### Source material:
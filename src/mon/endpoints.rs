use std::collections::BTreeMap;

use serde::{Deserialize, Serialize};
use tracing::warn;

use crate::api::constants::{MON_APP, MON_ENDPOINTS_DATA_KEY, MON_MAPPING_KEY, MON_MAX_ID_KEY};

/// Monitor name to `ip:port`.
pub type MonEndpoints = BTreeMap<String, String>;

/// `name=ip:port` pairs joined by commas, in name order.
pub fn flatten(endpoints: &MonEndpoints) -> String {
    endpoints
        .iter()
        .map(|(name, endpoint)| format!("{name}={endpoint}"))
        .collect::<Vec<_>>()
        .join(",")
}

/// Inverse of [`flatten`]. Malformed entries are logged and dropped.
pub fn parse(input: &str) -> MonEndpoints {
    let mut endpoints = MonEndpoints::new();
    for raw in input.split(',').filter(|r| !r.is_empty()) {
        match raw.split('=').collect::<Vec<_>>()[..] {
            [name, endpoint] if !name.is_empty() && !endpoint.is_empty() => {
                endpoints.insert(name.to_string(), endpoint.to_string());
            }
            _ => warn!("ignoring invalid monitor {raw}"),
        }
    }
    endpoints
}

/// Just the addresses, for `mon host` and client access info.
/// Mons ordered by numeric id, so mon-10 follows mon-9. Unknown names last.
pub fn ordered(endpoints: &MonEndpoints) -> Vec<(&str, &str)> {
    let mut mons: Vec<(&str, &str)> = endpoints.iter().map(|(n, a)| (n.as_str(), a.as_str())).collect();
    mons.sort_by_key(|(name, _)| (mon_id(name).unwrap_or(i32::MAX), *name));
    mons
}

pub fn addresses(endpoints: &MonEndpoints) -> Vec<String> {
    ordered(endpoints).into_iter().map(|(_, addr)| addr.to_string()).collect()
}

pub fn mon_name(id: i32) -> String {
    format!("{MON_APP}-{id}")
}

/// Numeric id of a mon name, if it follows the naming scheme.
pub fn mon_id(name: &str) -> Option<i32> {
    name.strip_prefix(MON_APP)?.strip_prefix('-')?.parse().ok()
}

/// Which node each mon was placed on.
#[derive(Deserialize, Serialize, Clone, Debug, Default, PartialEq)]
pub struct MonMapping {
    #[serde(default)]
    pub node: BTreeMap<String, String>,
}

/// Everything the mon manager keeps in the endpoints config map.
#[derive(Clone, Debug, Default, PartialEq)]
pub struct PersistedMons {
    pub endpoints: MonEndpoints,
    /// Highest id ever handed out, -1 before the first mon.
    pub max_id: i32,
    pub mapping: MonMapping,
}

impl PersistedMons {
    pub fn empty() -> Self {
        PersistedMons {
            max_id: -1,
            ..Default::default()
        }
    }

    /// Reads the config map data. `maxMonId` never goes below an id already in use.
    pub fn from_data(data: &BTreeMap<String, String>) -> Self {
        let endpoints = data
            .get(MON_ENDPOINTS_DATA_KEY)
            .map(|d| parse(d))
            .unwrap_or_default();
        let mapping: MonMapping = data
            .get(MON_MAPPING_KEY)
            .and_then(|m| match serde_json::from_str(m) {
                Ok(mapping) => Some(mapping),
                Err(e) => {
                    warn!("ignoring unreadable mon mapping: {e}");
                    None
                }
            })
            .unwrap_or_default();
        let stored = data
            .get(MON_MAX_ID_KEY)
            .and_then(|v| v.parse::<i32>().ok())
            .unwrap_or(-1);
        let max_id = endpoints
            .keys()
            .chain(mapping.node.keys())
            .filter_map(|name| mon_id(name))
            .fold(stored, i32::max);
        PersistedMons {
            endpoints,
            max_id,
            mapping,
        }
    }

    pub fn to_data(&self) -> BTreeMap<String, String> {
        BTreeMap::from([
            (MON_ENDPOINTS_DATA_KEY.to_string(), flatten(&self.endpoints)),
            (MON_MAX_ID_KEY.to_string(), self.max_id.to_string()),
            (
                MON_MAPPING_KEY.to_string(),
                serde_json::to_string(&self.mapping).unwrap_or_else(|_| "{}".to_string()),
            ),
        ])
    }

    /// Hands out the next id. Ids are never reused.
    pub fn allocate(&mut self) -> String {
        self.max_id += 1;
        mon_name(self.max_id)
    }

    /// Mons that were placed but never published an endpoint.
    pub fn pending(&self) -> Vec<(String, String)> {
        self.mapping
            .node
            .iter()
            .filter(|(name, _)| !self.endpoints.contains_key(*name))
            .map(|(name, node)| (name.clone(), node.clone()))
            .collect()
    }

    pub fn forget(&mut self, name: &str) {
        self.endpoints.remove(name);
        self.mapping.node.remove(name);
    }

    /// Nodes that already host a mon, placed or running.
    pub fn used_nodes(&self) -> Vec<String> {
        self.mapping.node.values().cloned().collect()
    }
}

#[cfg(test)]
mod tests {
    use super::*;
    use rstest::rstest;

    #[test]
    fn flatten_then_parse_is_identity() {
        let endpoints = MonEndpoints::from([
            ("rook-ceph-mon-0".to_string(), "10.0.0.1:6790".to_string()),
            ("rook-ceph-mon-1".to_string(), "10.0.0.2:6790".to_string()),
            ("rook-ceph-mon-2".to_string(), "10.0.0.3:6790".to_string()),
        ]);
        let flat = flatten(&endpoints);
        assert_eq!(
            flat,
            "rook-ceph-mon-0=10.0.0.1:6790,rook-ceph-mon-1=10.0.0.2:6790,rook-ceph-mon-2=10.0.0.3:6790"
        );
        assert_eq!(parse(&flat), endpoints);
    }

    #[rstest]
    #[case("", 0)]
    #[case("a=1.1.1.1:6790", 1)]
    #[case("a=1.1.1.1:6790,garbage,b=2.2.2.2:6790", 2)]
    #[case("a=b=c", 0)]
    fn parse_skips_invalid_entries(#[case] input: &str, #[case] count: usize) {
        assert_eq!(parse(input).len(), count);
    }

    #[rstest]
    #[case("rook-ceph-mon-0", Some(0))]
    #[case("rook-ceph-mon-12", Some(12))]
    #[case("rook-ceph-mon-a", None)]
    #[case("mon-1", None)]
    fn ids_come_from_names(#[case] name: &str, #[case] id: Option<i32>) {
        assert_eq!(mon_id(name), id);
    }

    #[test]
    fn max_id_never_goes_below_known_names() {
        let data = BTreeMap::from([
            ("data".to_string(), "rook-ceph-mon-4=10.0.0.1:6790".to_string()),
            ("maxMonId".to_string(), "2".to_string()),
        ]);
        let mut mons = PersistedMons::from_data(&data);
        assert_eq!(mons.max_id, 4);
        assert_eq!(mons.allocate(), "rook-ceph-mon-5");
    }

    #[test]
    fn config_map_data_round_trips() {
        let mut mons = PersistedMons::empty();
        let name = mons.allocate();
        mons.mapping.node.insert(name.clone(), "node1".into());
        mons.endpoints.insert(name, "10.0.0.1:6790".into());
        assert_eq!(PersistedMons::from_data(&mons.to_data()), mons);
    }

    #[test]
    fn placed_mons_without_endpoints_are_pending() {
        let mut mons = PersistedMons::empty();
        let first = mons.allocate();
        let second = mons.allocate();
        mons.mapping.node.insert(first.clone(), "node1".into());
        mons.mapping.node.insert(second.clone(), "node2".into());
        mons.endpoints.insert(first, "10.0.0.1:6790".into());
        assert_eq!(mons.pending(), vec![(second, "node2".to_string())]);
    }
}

### Problem details:
Every line above with the word "PartialEq" is to be copied out.

### Finished exercise:
#[derive(Deserialize, Serialize, Clone, Debug, Default, PartialEq)]
#[derive(Clone, Debug, Default, PartialEq)]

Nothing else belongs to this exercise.